Cutting down costs and maximizing profits is one of the key elements of a restaurant’s success. However, in order to know what costs to cut, a business owner or a manager must first understand all the initial and regular restaurant expenses. In this article, we’ll share information about the monthly expenses of restaurants and the initial costs of opening a food service business. If you’re considering taking on the journey of opening a restaurant, make sure to check our posts on writing a restaurant business plan and tips for a successful restaurant business.
Initial Restaurant Expenses and Costs
Rent
Renting costs include not only the rent itself but also a security deposit which can be substantial in some cases. Some restaurant businesses might also consider buying the property. In that case, a down payment of at least 10% should be taken into consideration when calculating startup restaurant expenses.
Equipment and Furnishing
One of the main startup restaurant expenses is related to equipment. That includes all appliances, furniture, and other equipment items such as shelves, sinks, and beverage equipment. Some venues are leased with all equipment included in the rent. However, that corresponds to much higher rent costs.
Based on the interior design and the type of the restaurant, often a renovation is required. It’s important for the remodeling to be done as fast as possible in order to start generating revenue. A lot of businesses start doing social media marketing for restaurants even before the place is opened. They can plan a soft opening or a grand opening party. These marketing and PR approaches can help a lot with customer acquisition and brand awareness.
Licensing and Regulations
These include things like business registration, alcohol license, and music license fees. Health permits and food handler’s permits should also be considered. Make sure to research the regulations in your state and area.
Services
Businesses need various services like bookkeeping, accounting, and legal services.
Marketing and Advertising
Proper restaurant marketing is crucial for a starting business. Invest in signage, local advertising, and brand awareness campaigns on social media even before the place has opened.
Technology and Software
Ordering solutions like Revolution Ordering can help increase the revenue of a restaurant. Other initial restaurant expenses in that field include a POS system, inventory management software, and other solutions based on the type of eatery and the budget.
Initial Food Inventory, Labor Costs, and Other Restaurant Expenses
Restaurant businesses rarely become profitable as soon as they open doors. That’s why having money set aside for expenses during the first one or two months is crucial.
Key takeaway: Labor costs and food costs are the main restaurant expenses. In addition to them, managers need to take into account expenses such as utilities, rent, software solutions, and restaurant supplies.
Monthly Restaurant Expenses
There are hundreds of restaurant monthly expenses. However, they can be summed up in 5 major categories.
Labor Costs
When calculating restaurant expenses in the labor category, you should take into account not only salaries but also health care, payroll taxes, bonuses, and paid time off. Labor costs make up the majority of the monthly restaurant expenses. On average, they account for between 28 and 33 percent of all costs.
Food and Beverage Costs
There are two key performance indicators related to calculating food costs. One is the plate cost. It shows the cost of making a single dish. If you divide that cost by the sales price of that menu item, you can find out the dish cost percentage. This metric can show you which items on the menu have the highest profit margins.

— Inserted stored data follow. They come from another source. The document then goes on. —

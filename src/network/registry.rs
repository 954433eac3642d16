//! Session registry.
//!
//! Shutdown happens in two phases so that no task ever waits on itself:
//!
//! 1. When a session's receive path finishes it calls [`SessionRegistry::remove`],
//!    which only moves the handle from the active set to the pending-join set.
//! 2. Something outside every session (the reaper tick, or process shutdown)
//!    calls [`SessionRegistry::reap_pending`] / [`SessionRegistry::stop_all`],
//!    which take the handles out under the lock and then wait for them.

use std::collections::HashMap;
use std::fmt;
use std::sync::atomic::{AtomicU64, Ordering};
use std::sync::{Arc, Weak};

use parking_lot::Mutex;
use tokio::net::TcpStream;
use tracing::{debug, info, trace};

use super::session::{SessionContext, SessionHandle, SessionId};
use super::FrameHandler;
use crate::service::SessionConfig;

#[derive(Default)]
struct RegistryState {
    active: HashMap<SessionId, SessionHandle>,
    pending_join: Vec<SessionHandle>,
}

struct RegistryInner {
    state: Mutex<RegistryState>,
    next_id: AtomicU64,
    config: SessionConfig,
    handler: Arc<dyn FrameHandler>,
}

impl RegistryInner {
    fn remove(&self, id: SessionId) {
        let mut state = self.state.lock();
        if let Some(handle) = state.active.remove(&id) {
            state.pending_join.push(handle);
            trace!(session_id = id, "session moved to pending join");
        }
    }
}

/// Owner of every live session. Cheap to clone; clones share the same sessions.
#[derive(Clone)]
pub struct SessionRegistry {
    inner: Arc<RegistryInner>,
}

impl fmt::Debug for SessionRegistry {
    fn fmt(&self, f: &mut fmt::Formatter<'_>) -> fmt::Result {
        let state = self.inner.state.lock();
        f.debug_struct("SessionRegistry")
            .field("active", &state.active.len())
            .field("pending_join", &state.pending_join.len())
            .field("next_id", &self.inner.next_id.load(Ordering::Relaxed))
            .finish()
    }
}

impl SessionRegistry {
    pub fn new(config: SessionConfig, handler: Arc<dyn FrameHandler>) -> Self {
        SessionRegistry {
            inner: Arc::new(RegistryInner {
                state: Mutex::new(RegistryState::default()),
                next_id: AtomicU64::new(1),
                config,
                handler,
            }),
        }
    }

    /// Registers a freshly accepted connection and starts its two tasks.
    ///
    /// The tasks are spawned while the registry lock is held, so a session that
    /// ends immediately still finds itself in the active set when it calls
    /// [`SessionRegistry::remove`].
    pub fn create_session(&self, stream: TcpStream) -> Arc<SessionContext> {
        let id = self.inner.next_id.fetch_add(1, Ordering::Relaxed);
        let registry: Weak<RegistryInner> = Arc::downgrade(&self.inner);
        let on_close = Box::new(move |id: SessionId| {
            if let Some(registry) = registry.upgrade() {
                registry.remove(id);
            }
        });

        let mut state = self.inner.state.lock();
        let handle = SessionHandle::spawn(
            id,
            stream,
            &self.inner.config,
            self.inner.handler.clone(),
            on_close,
        );
        let context = handle.context().clone();
        state.active.insert(id, handle);
        context
    }

    /// Moves a finished session to the pending-join set. Never blocks on the
    /// session and ignores ids that are not active.
    pub fn remove(&self, id: SessionId) {
        self.inner.remove(id);
    }

    /// Joins every session that has finished on its own. Returns how many
    /// were joined.
    ///
    /// Must be driven from outside all sessions, e.g. a periodic timer task.
    pub async fn reap_pending(&self) -> usize {
        let pending = std::mem::take(&mut self.inner.state.lock().pending_join);
        let reaped = pending.len();
        for handle in pending {
            handle.stop().await;
        }
        if reaped > 0 {
            debug!(reaped, "reaped finished sessions");
        }
        reaped
    }

    /// Stops and joins every session, active or pending. Returns how many were
    /// joined.
    pub async fn stop_all(&self) -> usize {
        let sessions: Vec<SessionHandle> = {
            let mut state = self.inner.state.lock();
            let RegistryState {
                active,
                pending_join,
            } = std::mem::take(&mut *state);
            active.into_values().chain(pending_join).collect()
        };

        // signal everyone first so they wind down in parallel
        for handle in &sessions {
            handle.request_stop();
        }
        let stopped = sessions.len();
        for handle in sessions {
            handle.stop().await;
        }
        info!(stopped, "all sessions stopped");
        stopped
    }

    /// Size of the active set at the moment of the call.
    pub fn count(&self) -> usize {
        self.inner.state.lock().active.len()
    }

    pub fn pending_count(&self) -> usize {
        self.inner.state.lock().pending_join.len()
    }

    /// Looks up an active session.
    pub fn get(&self, id: SessionId) -> Option<Arc<SessionContext>> {
        self.inner
            .state
            .lock()
            .active
            .get(&id)
            .map(|handle| handle.context().clone())
    }
}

Period food costs are also an important performance indicator. You can calculate them by dividing the total restaurant cost of goods sold by the total food sales. Typically, food costs account for between 25 and 40 percent of all restaurant expenses.
Rent and Utility Costs
They can differ a lot based on the type of the restaurant as well as the location. Utility prices in some states can also be much higher. The main utilities in a restaurant are electricity, gas, water, and internet. When it comes to rent, places that are leased with all the furnishing and equipment included have a much higher rent compared to empty ones. Location is also a main factor for the occupancy cost.
Supplies and Non-Food Products
That category includes products like to-go containers, wholesale janitorial supplies, toilet paper, and all other non-food products that are needed for the day-to-day operations of a restaurant. In order to reduce restaurant expenses in that category, businesses can negotiate contracts with vendors and suppliers and get better wholesale prices.
Software, Services, and Marketing
Although restaurant labor costs and food costs are the two main categories of monthly expenses, a business needs various services and solutions like a POS system and food ordering software.
Restaurants in very competitive areas need to invest a higher percentage of their revenue in marketing and advertising as well. Social media is one of the main channels to increase a venue’s brand awareness. Traditional advertising like radio spots and billboards is also a must.
Frequently Asked Questions about Restaurant Expenses
Even seasoned restaurant owners and managers have difficulties getting a grasp of all restaurant expenses. The questions and answers below can help you on your journey to cut the costs of your restaurant.
What Is Restaurant Prime Cost and How It’s Calculated?
Prime cost is a key performance indicator for understanding how profitable a restaurant is. It is the sum of the cost of goods sold and labor costs. When divided by the total revenue, we will see what percentage of monthly sales is needed to cover the prime cost of running a restaurant.
The main reason why prime cost is an important indicator is that it combines the majority of restaurant expenses. Furthermore, unlike fixed restaurant costs and expenses like rent, the prime cost changes every month based on the amount of business. Thus, it can be a good indicator of the most profitable months or weeks of the year. If the prime cost of a restaurant is higher, there are various restaurant cost-saving ideas that can be implemented.
How Restaurants Can Cut Costs?
There are multiple ways for restaurants to cut costs. Cutting labor costs with the help of technology and minimizing food waste in restaurants are just two examples. Here are some additional cost-cut ideas.
- Improve inventory control. Tools like BlueCart can help establishments reduce over-ordering and establish accurate reorder points.
- Integrate restaurant technologies. There are various new technologies in the restaurant industry. Although solutions such as restaurant robots can be expensive, simple things like QR menus and pay-at-table devices can help restaurant managers increase the profits of their eateries.
- Consider inflation and the costs of products. Items in the catalogs of meat distributors and produce suppliers have risen in price in recent years. That’s why restaurants need to reevaluate their menu items and calculate the ROI based on actual costs of goods. Changing some menu items can lead to cost cuts and increase profits.
What Are Hidden Costs in a Restaurant?
Many unforeseen restaurant expenses can be considered similar to deceptive hidden costs. Here are some major costs that are rarely considered by business owners but are an important factor.
- Theft and pilferage. Even though they are not a typical operating expense, small thefts are common in the restaurant industry. The easiest way to tackle the problem is to implement a professional restaurant management system.
- Restaurant food waste. Inventory control is crucial in reducing food waste in restaurants. Furthermore, eateries can reduce the size of meals that are too big and customers often can’t finish them.
- High staff turnover rate. It’s better to invest in the well-being of your employees instead of having a high turnover rate. Constantly hiring new staff members to replace already trained employees who have quit can lead to multiple problems for a restaurant.